Internet Banda Larga pode custar menos do que R$ 35,00

O governo quer criar um programa que garanta acesso à internet banda larga com preços acessíveis, afirmou nesta quinta-feira (18/3) o ministro do Planejamento, Paulo Bernardo, [...]. De acordo com ele, estão sendo discutidos preços na faixa de R$ 25 a R$ 35 por mês.[...] O ministro também afirmou que a utilização da cabos de eletricidade está sendo testada pelas distribuidoras de energia elétrica e pode ser mais uma opção de acesso à banda larga com preço menor.[...] Para o ministro, o Plano de Banda Larga, que está sendo elaborado pelo governo, deve ser aprovado pelo Congresso Nacional com rapidez.


P.S. Leia mais no Jornal da Ciência nº 3971, de 18 de Março de 2010, de onde este trecho foi copiado ipsis litteris.

sábado, 13 de fevereiro de 2010

O Poeta

Gosta de poesia? O rapaz não entendeu a frase e virou-se pra pedir pra repetir, mas quando viu o poeta com o braço estendido e um papel na mão, fez um gesto negativo com a cabeça e seguiu seu caminho.
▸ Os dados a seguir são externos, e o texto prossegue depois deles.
//! Flow store trait for persisting device authorization flows.

use std::sync::Arc;

use async_trait::async_trait;
use chrono::{DateTime, Utc};

use crate::error::Error;
use crate::flow::{Approval, FlowRecord, NewFlow};
use crate::Id;

/// Trait for storing and transitioning device authorization flows.
///
/// CRITICAL: Every transition is a conditional update. Concurrent callers racing on the
/// same flow must observe exactly one winner, which is how a token is released at most once.
///
/// Transition methods return `Ok(true)` when the guard held and the row was written, and
/// `Ok(false)` when another caller got there first or the flow is no longer eligible.
/// `Err` is reserved for store failures.
///
/// Implementations should:
/// - Enforce uniqueness of `device_code_hash` and `user_code` across every stored flow
/// - Never log raw tokens
#[async_trait]
pub trait FlowStore: Send + Sync {
    /// Persist a new pending flow.
    async fn insert(&self, flow: NewFlow) -> Result<FlowRecord, Error>;

    async fn find_by_id(&self, id: Id) -> Result<Option<FlowRecord>, Error>;

    async fn find_by_device_code_hash(
        &self,
        device_code_hash: &str,
    ) -> Result<Option<FlowRecord>, Error>;

    /// Look up a flow by its normalized `XXXX-XXXX` user code.
    async fn find_by_user_code(&self, user_code: &str) -> Result<Option<FlowRecord>, Error>;

    /// Move a flow from pending to approved.
    ///
    /// Guard: status is pending and `approval.approved_at` is before the flow's deadline.
    async fn approve(&self, id: Id, approval: Approval) -> Result<bool, Error>;

    /// Record an accepted poll at `now`.
    ///
    /// Guard: the flow is not expired and `last_polled_at` still equals `observed`.
    /// A lost guard means a concurrent poll was accepted first.
    async fn touch_poll(
        &self,
        id: Id,
        observed: Option<DateTime<Utc>>,
        now: DateTime<Utc>,
    ) -> Result<bool, Error>;

    /// Move a flow from approved to consumed, erasing the access token.
    ///
    /// Guard: status is approved and a token is present.
    async fn consume(&self, id: Id, now: DateTime<Utc>) -> Result<bool, Error>;

    /// Move a pending or approved flow to expired, erasing any access token.
    async fn expire(&self, id: Id) -> Result<bool, Error>;

    /// Expire every pending or approved flow whose deadline is at or before `now`.
    ///
    /// Returns the number of flows expired.
    async fn expire_lapsed(&self, now: DateTime<Utc>) -> Result<u64, Error>;
}

#[async_trait]
impl<T: FlowStore + ?Sized> FlowStore for Arc<T> {
    async fn insert(&self, flow: NewFlow) -> Result<FlowRecord, Error> {
        (**self).insert(flow).await
    }

    async fn find_by_id(&self, id: Id) -> Result<Option<FlowRecord>, Error> {
        (**self).find_by_id(id).await
    }

    async fn find_by_device_code_hash(
        &self,
        device_code_hash: &str,
    ) -> Result<Option<FlowRecord>, Error> {
        (**self).find_by_device_code_hash(device_code_hash).await
    }

    async fn find_by_user_code(&self, user_code: &str) -> Result<Option<FlowRecord>, Error> {
        (**self).find_by_user_code(user_code).await
    }

    async fn approve(&self, id: Id, approval: Approval) -> Result<bool, Error> {
        (**self).approve(id, approval).await
    }

    async fn touch_poll(
        &self,
        id: Id,
        observed: Option<DateTime<Utc>>,
        now: DateTime<Utc>,
    ) -> Result<bool, Error> {
        (**self).touch_poll(id, observed, now).await
    }

    async fn consume(&self, id: Id, now: DateTime<Utc>) -> Result<bool, Error> {
        (**self).consume(id, now).await
    }

    async fn expire(&self, id: Id) -> Result<bool, Error> {
        (**self).expire(id).await
    }

    async fn expire_lapsed(&self, now: DateTime<Utc>) -> Result<u64, Error> {
        (**self).expire_lapsed(now).await
    }
}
Gosta de poesia? Outro rapaz passou como se nada tivesse ouvido.

Gosta de poesia? Uma das duas moças que passavam rindo pegou o folheto que o poeta sacudia à sua frente e seguiu seu caminho, mas o homem apressou-se e elevou a voz. Só peço uma colaboração. A moça voltou dois passos e devolveu o folheto e pôs no rosto um sorriso desajeitado, moveu a cabeça de um lado para o outro e segiu com a amiga. Voltaram a rir depois de sete passos.

Gosta de poesia? A moça espantou-se com a abordagem súbita e virou-se para ver do que se tratava. Ergueu a mão aberta e a deixou parada no ar, indicando para ele parar o quer que estivesse fazendo. Voltou a caminhar na direção que seguia antes da perturbação.

Gosta de poesia? O rapaz pegou o folhetim e tencionava seguir. Mas o poeta o parou tocando lhe o ombro levemente. Só peço uma colaboração. O rapaz entregou o folhetim à moça que o acompanhava e tirou da carteira umas moedas, que entregou ao pedinte.

Poesia? Gosta de poesia? ...

Em cinquenta minutos o homem tinha conseguido apenas umas moedas que somavam menos de R$ 1,00. Haveria ali poesia?

Dizem que o dinheiro muda as pessoas. A falta, também. E, se mudamos com ou sem, nomear e classificar os agentes da mudança parece um mero exercício fútil que nos propomos para ocupar a mente.

sábado, 6 de fevereiro de 2010

A sinceridade é uma virtude?

A sinceridade ao falar de si só é reconhecida como virtude no homem medíocre. Naquele melhor do que a maioria, a sinceridade é tomada por arrogância; e no homem ruim, essa mesma sinceridade não é nada mais do que sem-vergonhice.

quinta-feira, 7 de janeiro de 2010

O Médico e o Monstro

Recomendo o último capítulo do Dr. Jekyll and Mr. Hyde, de Robert Louis Stevenson... Não que o resto do livro não seja bom, mas é que sendo uma história muito conhecida, o mistério que se constrói ao longo do livro não cativa, já que sabemos a solução desde o início. Por outro lado, o último capítulo é praticamente um ensaio sobre a natureza humana e vale a pena ser lido, mesmo que já se conheça a trama.... aliás, se alguém ainda não conhece a solução do mistério, sugiro que leia logo o livro antes que alguma reportagem, filme ou conversa de bar estrague o prazer desta leitura! E, novamente: Mesmo que já conheça a história por outros meios, não deixe de ler o último capítulo, que não demora nada e juro que não há inconvenientes em começar a leitura neste ponto!